[Saved data entries]
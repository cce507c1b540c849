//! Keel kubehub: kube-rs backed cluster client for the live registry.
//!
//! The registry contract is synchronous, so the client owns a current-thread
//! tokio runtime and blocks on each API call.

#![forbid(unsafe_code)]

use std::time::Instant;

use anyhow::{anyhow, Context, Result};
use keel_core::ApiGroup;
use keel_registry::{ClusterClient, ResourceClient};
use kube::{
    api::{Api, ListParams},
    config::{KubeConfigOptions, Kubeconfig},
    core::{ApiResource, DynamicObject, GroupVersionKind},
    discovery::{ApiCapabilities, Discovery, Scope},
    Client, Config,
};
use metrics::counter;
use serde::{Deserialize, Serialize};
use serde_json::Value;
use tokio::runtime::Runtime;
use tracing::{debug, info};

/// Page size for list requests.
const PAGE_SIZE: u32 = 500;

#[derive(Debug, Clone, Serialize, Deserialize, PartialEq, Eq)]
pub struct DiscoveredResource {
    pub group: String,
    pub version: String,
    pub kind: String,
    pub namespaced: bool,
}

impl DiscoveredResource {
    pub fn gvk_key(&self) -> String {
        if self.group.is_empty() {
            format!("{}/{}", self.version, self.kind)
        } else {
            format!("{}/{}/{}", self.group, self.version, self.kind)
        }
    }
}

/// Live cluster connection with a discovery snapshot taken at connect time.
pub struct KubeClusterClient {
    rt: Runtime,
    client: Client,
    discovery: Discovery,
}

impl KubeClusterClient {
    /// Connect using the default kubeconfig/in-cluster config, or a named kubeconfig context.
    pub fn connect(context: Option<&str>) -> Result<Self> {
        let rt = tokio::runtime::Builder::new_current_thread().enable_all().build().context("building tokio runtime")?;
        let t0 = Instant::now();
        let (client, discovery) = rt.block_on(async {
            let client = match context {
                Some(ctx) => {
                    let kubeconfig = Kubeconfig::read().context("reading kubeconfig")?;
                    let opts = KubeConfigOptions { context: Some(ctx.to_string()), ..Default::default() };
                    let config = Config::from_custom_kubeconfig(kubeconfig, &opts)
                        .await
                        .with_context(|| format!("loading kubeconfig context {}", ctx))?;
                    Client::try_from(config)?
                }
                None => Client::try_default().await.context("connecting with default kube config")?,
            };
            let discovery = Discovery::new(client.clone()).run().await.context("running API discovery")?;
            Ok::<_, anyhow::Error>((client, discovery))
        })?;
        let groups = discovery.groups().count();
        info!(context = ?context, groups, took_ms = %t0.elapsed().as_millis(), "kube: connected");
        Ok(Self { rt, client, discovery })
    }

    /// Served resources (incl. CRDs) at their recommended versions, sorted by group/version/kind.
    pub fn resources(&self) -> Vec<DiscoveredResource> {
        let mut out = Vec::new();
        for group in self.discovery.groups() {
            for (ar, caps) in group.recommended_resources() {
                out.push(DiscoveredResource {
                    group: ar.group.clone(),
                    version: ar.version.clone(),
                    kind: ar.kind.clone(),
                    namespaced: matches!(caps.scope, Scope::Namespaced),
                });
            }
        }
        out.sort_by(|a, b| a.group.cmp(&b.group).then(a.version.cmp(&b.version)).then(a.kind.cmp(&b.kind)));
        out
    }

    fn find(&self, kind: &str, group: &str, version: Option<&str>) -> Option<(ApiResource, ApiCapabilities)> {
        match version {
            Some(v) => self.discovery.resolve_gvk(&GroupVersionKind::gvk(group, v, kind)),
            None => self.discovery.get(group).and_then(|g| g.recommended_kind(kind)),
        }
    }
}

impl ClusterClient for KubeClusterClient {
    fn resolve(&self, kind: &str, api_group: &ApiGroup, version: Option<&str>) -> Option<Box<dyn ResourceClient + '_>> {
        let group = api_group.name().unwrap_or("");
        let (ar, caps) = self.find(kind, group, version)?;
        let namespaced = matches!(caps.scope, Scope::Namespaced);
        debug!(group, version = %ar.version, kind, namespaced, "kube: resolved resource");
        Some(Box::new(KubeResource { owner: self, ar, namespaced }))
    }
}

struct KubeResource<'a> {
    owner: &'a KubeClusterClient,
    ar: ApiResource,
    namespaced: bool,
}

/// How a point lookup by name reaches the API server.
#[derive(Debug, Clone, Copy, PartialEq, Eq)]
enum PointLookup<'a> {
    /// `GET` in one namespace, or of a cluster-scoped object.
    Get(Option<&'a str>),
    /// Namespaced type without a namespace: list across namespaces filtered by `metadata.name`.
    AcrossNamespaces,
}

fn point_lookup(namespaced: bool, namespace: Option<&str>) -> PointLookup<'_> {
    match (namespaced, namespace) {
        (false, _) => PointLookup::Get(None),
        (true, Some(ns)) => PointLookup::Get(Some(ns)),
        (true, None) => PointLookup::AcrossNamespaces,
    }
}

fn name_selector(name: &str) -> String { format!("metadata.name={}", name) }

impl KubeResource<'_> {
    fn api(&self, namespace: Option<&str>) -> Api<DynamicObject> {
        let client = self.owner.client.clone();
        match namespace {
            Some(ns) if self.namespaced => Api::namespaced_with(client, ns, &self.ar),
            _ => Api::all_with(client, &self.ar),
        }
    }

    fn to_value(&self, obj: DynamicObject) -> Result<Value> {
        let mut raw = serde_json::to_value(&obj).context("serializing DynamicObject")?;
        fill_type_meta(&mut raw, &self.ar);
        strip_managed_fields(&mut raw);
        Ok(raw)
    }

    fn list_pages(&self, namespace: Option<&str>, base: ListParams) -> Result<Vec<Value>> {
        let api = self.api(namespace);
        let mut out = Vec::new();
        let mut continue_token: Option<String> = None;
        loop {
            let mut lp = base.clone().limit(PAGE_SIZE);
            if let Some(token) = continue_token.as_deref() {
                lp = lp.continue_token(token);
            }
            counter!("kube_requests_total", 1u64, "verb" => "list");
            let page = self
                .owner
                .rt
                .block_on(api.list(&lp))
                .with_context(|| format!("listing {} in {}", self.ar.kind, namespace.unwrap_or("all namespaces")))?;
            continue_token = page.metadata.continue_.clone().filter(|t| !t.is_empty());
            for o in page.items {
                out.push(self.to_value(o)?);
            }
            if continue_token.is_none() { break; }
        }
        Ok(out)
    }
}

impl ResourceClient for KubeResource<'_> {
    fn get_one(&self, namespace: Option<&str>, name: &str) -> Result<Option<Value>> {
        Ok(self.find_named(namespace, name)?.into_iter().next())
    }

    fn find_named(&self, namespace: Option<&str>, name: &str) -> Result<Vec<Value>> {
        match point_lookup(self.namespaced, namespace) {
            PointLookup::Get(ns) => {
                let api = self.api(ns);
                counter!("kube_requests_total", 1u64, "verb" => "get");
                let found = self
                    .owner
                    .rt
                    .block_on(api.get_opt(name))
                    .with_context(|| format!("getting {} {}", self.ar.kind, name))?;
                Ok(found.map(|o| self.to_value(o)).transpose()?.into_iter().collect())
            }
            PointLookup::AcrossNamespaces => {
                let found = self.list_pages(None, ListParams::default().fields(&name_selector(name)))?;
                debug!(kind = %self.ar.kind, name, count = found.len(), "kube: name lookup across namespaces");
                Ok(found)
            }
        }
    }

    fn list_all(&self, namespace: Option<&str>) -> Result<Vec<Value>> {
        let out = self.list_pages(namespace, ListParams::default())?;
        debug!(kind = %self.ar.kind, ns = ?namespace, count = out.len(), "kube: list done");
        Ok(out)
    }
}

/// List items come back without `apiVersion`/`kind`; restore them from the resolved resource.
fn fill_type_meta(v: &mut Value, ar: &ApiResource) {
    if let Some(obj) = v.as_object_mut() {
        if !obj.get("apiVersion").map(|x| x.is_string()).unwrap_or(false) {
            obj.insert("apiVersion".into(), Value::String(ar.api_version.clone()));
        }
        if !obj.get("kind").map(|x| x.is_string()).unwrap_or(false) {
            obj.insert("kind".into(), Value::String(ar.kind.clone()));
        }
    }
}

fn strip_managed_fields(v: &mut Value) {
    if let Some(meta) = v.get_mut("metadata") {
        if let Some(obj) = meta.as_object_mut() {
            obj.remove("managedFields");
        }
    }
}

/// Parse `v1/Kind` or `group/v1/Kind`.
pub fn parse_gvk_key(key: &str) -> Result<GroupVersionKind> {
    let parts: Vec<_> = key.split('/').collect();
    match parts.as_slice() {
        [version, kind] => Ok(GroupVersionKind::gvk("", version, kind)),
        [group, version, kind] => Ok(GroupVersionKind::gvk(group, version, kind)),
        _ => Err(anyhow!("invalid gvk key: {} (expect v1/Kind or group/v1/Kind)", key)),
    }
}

...

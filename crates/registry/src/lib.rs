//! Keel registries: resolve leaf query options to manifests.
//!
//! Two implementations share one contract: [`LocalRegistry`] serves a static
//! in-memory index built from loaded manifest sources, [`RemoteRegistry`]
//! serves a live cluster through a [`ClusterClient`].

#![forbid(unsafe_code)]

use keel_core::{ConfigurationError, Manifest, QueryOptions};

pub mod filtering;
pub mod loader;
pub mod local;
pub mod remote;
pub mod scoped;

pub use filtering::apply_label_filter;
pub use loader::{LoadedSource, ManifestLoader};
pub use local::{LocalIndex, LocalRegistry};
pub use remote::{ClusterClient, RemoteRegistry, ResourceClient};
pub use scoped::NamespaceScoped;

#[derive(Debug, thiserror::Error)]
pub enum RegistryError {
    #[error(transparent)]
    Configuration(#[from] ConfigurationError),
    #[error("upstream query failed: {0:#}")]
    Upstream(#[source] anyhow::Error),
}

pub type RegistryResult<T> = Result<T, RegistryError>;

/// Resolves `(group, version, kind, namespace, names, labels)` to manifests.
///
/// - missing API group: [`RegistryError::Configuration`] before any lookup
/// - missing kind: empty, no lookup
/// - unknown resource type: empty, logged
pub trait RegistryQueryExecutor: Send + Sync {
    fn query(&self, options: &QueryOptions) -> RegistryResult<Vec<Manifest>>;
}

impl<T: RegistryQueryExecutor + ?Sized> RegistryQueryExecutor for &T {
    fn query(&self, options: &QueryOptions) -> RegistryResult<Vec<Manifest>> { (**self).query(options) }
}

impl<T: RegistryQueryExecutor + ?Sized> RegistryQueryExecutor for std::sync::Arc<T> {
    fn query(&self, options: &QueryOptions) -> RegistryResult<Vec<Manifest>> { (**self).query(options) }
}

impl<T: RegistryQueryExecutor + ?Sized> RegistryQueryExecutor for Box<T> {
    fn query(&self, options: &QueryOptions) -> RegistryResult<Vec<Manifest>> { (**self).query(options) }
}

> [Activity] Scan the entries above and show each line that contains the word "false".

> [Output for this task]
        (false, _) => PointLookup::Get(None),
        if !obj.get("apiVersion").map(|x| x.is_string()).unwrap_or(false) {
        if !obj.get("kind").map(|x| x.is_string()).unwrap_or(false) {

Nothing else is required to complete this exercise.